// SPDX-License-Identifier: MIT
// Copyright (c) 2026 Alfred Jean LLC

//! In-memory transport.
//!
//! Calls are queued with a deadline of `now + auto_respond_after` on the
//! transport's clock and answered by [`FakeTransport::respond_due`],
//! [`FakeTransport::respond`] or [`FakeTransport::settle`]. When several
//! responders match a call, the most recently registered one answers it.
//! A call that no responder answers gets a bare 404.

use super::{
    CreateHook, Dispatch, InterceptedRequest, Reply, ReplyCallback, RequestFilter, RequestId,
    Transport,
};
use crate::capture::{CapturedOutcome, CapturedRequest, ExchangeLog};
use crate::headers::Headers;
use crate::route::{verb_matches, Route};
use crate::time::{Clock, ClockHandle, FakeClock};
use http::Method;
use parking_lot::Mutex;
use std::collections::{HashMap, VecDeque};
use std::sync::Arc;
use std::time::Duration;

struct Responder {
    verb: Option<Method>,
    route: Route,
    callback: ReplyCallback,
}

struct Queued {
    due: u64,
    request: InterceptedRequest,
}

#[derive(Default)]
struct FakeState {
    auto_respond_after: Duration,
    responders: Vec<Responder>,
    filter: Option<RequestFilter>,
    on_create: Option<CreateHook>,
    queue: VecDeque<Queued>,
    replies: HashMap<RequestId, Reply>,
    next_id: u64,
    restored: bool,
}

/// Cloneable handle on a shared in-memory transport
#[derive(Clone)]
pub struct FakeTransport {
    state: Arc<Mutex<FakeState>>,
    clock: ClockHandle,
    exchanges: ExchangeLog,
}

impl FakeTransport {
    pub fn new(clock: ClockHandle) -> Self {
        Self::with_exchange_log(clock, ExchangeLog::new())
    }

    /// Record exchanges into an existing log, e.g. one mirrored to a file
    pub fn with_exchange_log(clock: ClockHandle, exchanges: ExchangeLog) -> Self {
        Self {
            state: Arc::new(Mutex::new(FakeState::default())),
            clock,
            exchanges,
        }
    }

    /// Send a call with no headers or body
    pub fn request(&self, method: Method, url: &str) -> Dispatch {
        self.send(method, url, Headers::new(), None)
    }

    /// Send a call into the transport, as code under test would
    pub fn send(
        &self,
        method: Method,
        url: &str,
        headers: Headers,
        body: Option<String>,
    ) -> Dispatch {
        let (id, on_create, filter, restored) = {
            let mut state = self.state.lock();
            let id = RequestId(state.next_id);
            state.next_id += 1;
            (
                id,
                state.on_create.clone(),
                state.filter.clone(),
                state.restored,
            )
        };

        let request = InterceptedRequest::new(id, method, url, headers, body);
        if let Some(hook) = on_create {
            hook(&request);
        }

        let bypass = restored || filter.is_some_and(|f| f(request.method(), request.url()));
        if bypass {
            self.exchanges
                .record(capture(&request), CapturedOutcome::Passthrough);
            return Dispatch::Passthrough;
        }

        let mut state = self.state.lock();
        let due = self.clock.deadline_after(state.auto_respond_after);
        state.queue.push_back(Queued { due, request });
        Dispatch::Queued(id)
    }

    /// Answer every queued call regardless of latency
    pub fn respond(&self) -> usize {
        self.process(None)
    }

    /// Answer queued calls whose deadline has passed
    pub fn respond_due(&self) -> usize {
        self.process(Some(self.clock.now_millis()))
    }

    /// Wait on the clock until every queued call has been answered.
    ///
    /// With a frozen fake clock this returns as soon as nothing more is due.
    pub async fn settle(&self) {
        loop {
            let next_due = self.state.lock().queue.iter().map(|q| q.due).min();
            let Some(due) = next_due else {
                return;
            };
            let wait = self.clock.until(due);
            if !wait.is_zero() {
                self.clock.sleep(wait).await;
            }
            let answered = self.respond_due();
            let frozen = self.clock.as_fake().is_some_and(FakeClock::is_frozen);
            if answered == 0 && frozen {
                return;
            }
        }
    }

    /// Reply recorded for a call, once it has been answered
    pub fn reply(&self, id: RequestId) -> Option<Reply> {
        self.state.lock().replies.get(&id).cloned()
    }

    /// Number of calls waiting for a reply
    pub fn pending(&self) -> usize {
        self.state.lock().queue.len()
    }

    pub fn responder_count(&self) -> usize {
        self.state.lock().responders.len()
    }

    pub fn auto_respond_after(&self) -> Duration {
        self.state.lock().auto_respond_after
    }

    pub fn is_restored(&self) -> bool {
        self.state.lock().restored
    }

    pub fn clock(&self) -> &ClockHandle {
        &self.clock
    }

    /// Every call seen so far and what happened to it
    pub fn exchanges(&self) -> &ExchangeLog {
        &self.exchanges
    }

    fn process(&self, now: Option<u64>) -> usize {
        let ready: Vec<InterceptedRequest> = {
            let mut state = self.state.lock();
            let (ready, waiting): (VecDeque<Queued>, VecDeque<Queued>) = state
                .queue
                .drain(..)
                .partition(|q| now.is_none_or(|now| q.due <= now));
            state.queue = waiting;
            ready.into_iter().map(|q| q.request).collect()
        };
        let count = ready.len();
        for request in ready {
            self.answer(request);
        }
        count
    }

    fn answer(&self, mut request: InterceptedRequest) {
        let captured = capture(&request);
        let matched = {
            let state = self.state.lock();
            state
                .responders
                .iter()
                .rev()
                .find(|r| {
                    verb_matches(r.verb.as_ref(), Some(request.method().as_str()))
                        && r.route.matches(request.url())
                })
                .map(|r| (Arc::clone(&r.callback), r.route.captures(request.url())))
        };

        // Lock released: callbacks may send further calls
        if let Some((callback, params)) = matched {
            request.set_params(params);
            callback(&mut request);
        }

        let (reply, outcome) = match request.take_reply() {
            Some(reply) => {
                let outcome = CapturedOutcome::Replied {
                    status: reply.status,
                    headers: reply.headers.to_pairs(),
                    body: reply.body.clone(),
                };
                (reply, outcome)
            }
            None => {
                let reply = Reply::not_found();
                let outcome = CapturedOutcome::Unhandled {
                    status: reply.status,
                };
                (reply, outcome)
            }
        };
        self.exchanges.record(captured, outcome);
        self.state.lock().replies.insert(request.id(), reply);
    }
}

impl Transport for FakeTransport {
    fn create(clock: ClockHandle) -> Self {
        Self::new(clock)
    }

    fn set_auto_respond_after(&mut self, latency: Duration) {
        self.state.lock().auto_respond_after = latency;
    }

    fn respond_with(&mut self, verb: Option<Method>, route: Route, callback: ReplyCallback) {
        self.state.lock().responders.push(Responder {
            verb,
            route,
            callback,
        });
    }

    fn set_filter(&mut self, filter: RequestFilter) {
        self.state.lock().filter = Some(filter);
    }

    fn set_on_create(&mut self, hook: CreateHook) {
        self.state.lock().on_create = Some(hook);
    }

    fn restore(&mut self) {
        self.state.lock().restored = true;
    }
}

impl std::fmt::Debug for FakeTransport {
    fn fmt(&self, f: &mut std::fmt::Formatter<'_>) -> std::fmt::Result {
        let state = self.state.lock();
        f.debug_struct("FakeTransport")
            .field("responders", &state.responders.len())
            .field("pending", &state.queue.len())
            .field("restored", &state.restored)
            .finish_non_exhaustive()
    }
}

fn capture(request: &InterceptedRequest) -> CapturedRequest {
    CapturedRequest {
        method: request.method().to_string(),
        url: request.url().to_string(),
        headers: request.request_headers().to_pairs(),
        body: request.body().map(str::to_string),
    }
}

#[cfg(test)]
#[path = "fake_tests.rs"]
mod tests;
------------------------------
[ASSIGNMENT]
Show every line of the listing that includes the word "HashMap".

[RESULT]
use std::collections::{HashMap, VecDeque};
    replies: HashMap<RequestId, Reply>,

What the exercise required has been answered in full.